When it comes to rising operating costs, the labor market remains the most disruptive to a medical group’s bottom line. Physician practices are having trouble maintaining staff at two key positions – the individual who sits at the front desk and the medical assistant who supports the doctors in provision of clinical care. Their turnover rate is anywhere from 20% to 30%, Coppola said. These employees are often leaving physician practices for 25 cents to a $1 an hour more for a retail job just so they don’t have to deal with the challenges and complexities of healthcare.
“They don’t want to have to ask, ‘Did I get the group ID number right?’ ‘Did the doctor code the visit appropriately so we can get paid a declining amount from every payer?’ To many employees, it’s not worth the stress,” Coppola said.
Potential fixes
In the next budget bill, AMGA would like to see three main things addressed:
- First, the Part B conversion factor cut must be reversed.
- Second, waivers to existing telehealth services regulations should be extended for another two years at least.
- Third, the Advanced Alternative Payment Models (APMs) bonus that rewards value-based care must be maintained.

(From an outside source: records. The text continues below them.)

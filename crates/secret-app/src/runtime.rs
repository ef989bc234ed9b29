//! Generic runtime for both flows.
//!
//! The runtime executes the actions produced by:
//! - [`CreationWizard`]: sealing and uploading on submit
//! - [`OpenSession`]: check, fetch and decrypt requests
//!
//! I/O goes through the [`Driver`] and the [`SecretService`]; the state
//! machines never see either.

use std::path::PathBuf;

use secret_client::{SecretService, pipeline, unlock::decrypt_items_blocking};
use secret_core::{AddReport, Environment, LinkId, SecretConfig};
use secret_proto::SecretEnvelope;

use crate::{
    CreationWizard, Driver, ItemDisposition, OpenAction, OpenEvent, OpenSession, RuntimeError,
    Ticket, WizardAction, WizardEvent,
};

/// Generic runtime that executes wizard and open session actions.
///
/// # Type Parameters
///
/// - `D`: Platform-specific I/O driver
/// - `S`: Secret service
/// - `E`: Environment for nonces and timestamps
pub struct Runtime<D, S, E>
where
    D: Driver,
    S: SecretService,
    E: Environment,
{
    driver: D,
    service: S,
    env: E,
    wizard: CreationWizard,
    session: OpenSession,
    sealed: Option<(Ticket, SecretEnvelope)>,
}

impl<D, S, E> Runtime<D, S, E>
where
    D: Driver,
    S: SecretService,
    E: Environment,
{
    /// Create a runtime with a fresh wizard and an idle open session.
    pub fn new(driver: D, service: S, env: E, config: &SecretConfig) -> Self {
        Self {
            driver,
            service,
            env,
            wizard: CreationWizard::new(config),
            session: OpenSession::new(),
            sealed: None,
        }
    }

    /// The creation wizard.
    pub fn wizard(&self) -> &CreationWizard {
        &self.wizard
    }

    /// Mutable access to the creation wizard for field edits.
    pub fn wizard_mut(&mut self) -> &mut CreationWizard {
        &mut self.wizard
    }

    /// The open session.
    pub fn session(&self) -> &OpenSession {
        &self.session
    }

    /// The driver.
    pub fn driver(&self) -> &D {
        &self.driver
    }

    /// The service.
    pub fn service(&self) -> &S {
        &self.service
    }

    /// Read files through the driver and add them to the bundle.
    ///
    /// Sizes are checked against the cap from file metadata first, so an
    /// oversized batch is rejected without reading it.
    ///
    /// # Errors
    ///
    /// - `Driver` if a file cannot be inspected or read (nothing is added)
    /// - `Wizard` if the wizard or bundle rejects the batch
    pub async fn add_file_paths(
        &mut self,
        paths: Vec<PathBuf>,
    ) -> Result<AddReport, RuntimeError<D::Error>> {
        let stats = self.driver.stat_files(&paths).await.map_err(RuntimeError::Driver)?;
        let projected = self.wizard.check_files(stats.iter().map(|s| (s.name.as_str(), s.size)))?;
        tracing::debug!(files = stats.len(), projected, "batch fits, reading files");

        let files = self.driver.read_files(paths).await.map_err(RuntimeError::Driver)?;
        let report = self.wizard.add_files(files)?;
        self.driver.render_wizard(&self.wizard).map_err(RuntimeError::Driver)?;
        Ok(report)
    }

    /// Advance the wizard, running the submission if it starts.
    ///
    /// # Errors
    ///
    /// Returns an error if the driver fails to render.
    pub async fn advance(&mut self) -> Result<(), RuntimeError<D::Error>> {
        let actions = self.wizard.increment();
        self.process_wizard_actions(actions).await
    }

    /// Step the wizard back.
    ///
    /// # Errors
    ///
    /// Returns an error if the driver fails to render.
    pub async fn retreat(&mut self) -> Result<(), RuntimeError<D::Error>> {
        let actions = self.wizard.decrement();
        self.process_wizard_actions(actions).await
    }

    /// Retry a failed submission.
    ///
    /// # Errors
    ///
    /// Returns an error if the driver fails to render.
    pub async fn retry_submit(&mut self) -> Result<(), RuntimeError<D::Error>> {
        let actions = self.wizard.retry_submit();
        self.process_wizard_actions(actions).await
    }

    /// Discard the wizard's bundle and start over.
    ///
    /// # Errors
    ///
    /// Returns an error if the driver fails to render.
    pub async fn reset_wizard(&mut self) -> Result<(), RuntimeError<D::Error>> {
        self.sealed = None;
        let actions = self.wizard.reset();
        self.process_wizard_actions(actions).await
    }

    /// Execute wizard actions until none remain.
    ///
    /// # Errors
    ///
    /// Returns an error if the driver fails to render.
    pub async fn process_wizard_actions(
        &mut self,
        initial_actions: Vec<WizardAction>,
    ) -> Result<(), RuntimeError<D::Error>> {
        let mut pending_actions = initial_actions;

        while !pending_actions.is_empty() {
            let actions = std::mem::take(&mut pending_actions);

            for action in actions {
                match action {
                    WizardAction::Render => {
                        self.driver.render_wizard(&self.wizard).map_err(RuntimeError::Driver)?;
                    },
                    WizardAction::Submit { ticket } => {
                        let event = self.seal(ticket).await;
                        pending_actions.extend(self.wizard.handle(event));
                    },
                    WizardAction::Upload { ticket } => {
                        let event = self.upload(ticket).await;
                        pending_actions.extend(self.wizard.handle(event));
                    },
                }
            }
        }
        Ok(())
    }

    async fn seal(&mut self, ticket: Ticket) -> WizardEvent {
        let bundle = self.wizard.bundle().clone();
        match pipeline::seal_bundle_blocking(self.env.clone(), bundle).await {
            Ok(envelope) => {
                self.sealed = Some((ticket, envelope));
                WizardEvent::Sealed { ticket }
            },
            Err(e) => WizardEvent::SubmitFailed { ticket, reason: e.to_string() },
        }
    }

    async fn upload(&mut self, ticket: Ticket) -> WizardEvent {
        let envelope = match self.sealed.take() {
            Some((sealed_for, envelope)) if sealed_for == ticket => envelope,
            _ => {
                return WizardEvent::SubmitFailed {
                    ticket,
                    reason: "no sealed envelope for this submission".into(),
                };
            },
        };

        match pipeline::transmit(&self.service, &envelope).await {
            Ok(secret_id) => WizardEvent::Uploaded { ticket, secret_id },
            Err(e) => WizardEvent::SubmitFailed { ticket, reason: e.to_string() },
        }
    }

    /// Open a link (bare ID or share URL) and load its secret.
    ///
    /// Runs the check and fetch requests; on success the session waits at
    /// the password prompt.
    ///
    /// # Errors
    ///
    /// - `Link` if the input is not a usable link
    /// - `Driver` if rendering fails
    pub async fn open(&mut self, link: &str) -> Result<(), RuntimeError<D::Error>> {
        let id = LinkId::parse(link)?;
        let actions = self.session.open(id);
        self.process_open_actions(actions).await
    }

    /// Try a password on the loaded secret and decrypt on success.
    ///
    /// # Errors
    ///
    /// Returns an error if the driver fails to render.
    pub async fn unlock(&mut self, password: &str) -> Result<(), RuntimeError<D::Error>> {
        let actions = self.session.submit_password(password);
        self.process_open_actions(actions).await
    }

    /// Hand every decrypted item to the driver.
    ///
    /// Files and text are saved, links are presented. Returns the number of
    /// items delivered.
    ///
    /// # Errors
    ///
    /// Returns an error if the driver fails to save or present an item.
    pub async fn deliver_items(&mut self) -> Result<usize, RuntimeError<D::Error>> {
        let items = self.session.items().to_vec();
        for item in &items {
            match ItemDisposition::for_kind(item.kind()) {
                ItemDisposition::Save => {
                    self.driver.save_item(item).await.map_err(RuntimeError::Driver)?;
                },
                ItemDisposition::Navigate => {
                    self.driver.open_link(&item.payload_str()).map_err(RuntimeError::Driver)?;
                },
            }
        }
        Ok(items.len())
    }

    /// Execute open session actions until none remain.
    ///
    /// # Errors
    ///
    /// Returns an error if the driver fails to render.
    pub async fn process_open_actions(
        &mut self,
        initial_actions: Vec<OpenAction>,
    ) -> Result<(), RuntimeError<D::Error>> {
        let mut pending_actions = initial_actions;

        while !pending_actions.is_empty() {
            let actions = std::mem::take(&mut pending_actions);

            for action in actions {
                let event = match action {
                    OpenAction::Render => {
                        self.driver.render_open(&self.session).map_err(RuntimeError::Driver)?;
                        continue;
                    },
                    OpenAction::Check { ticket, id } => {
                        let result = self.service.check(id.as_str()).await;
                        OpenEvent::Checked { ticket, result }
                    },
                    OpenAction::Fetch { ticket, id } => {
                        let result = self.service.get(id.as_str()).await;
                        OpenEvent::Fetched { ticket, result }
                    },
                    OpenAction::Decrypt { ticket, password } => {
                        let Some(envelope) = self.session.secret().cloned() else {
                            tracing::warn!(%ticket, "decrypt requested without a fetched secret");
                            continue;
                        };
                        let result = decrypt_items_blocking(envelope, password).await;
                        OpenEvent::Decrypted { ticket, result }
                    },
                };
                pending_actions.extend(self.session.handle(event));
            }
        }
        Ok(())
    }
}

But to truly reform physician reimbursement beyond the budget bill, legislators and healthcare stakeholders will have to start with the basics, said Darryl Drevna, senior director, Regulatory Affairs, AMGA. “The first thing you need is a stable, predictable fee schedule update,” he said. “That’s why you need a predictability inflationary aspect or component of the fee schedule. If you don’t have that right, it’s going to be very difficult to do all the other exciting things that you could do with value-based care. So, step one is an inflationary piece that should be baked into the Medicare physician payments reimbursement system.”
AMGA has also continued to advocate for regulatory administrative relief. Physician practices believe there are too many burdens and criteria currently in place for quality measure reporting. A few years ago, an AMGA task force identified 14 simply but effective measures they believe would work well in a value-based arrangement, and could be used across programs, “so you’re reporting on a smaller set of more relevant outcomes-based measures,” said Drevna.
Prior authorization, specifically in Medicare Advantage, has been another massive headache for physician practices in recent years and something they call the AMGA office about frequently to ask about potential reforms. “This isn’t so much of a factor on the fee-for-service side of things, but in MA and then commercial payers as well, we are seeing providers appealing the denials, winning on appeal and that care eventually getting delivered, but it’s just slowing the process down,” Drevna said. “It’s delaying the ability of patients to get care they need.”
A lot of the work needed involves simply bringing rules and regulations into the modern era. There are plenty of other statutory things to address, many that don’t make sense when delivering care in 2025 because they came out of a program that was built in the 1960s, Drevna said. One example is the three-day stay requirement for skilled nursing care. “This was put in place because back in the day you were an inpatient for two weeks and they wanted to make sure that you got the care you needed as an inpatient before you were discharged into a post-acute care setting,” he said. “That is just not how care is delivered anymore. So now you’ve got this crazy game that providers, patients, payers pay to make sure patients are getting to the right spot. It’s those types of things that we’re looking to eliminate.”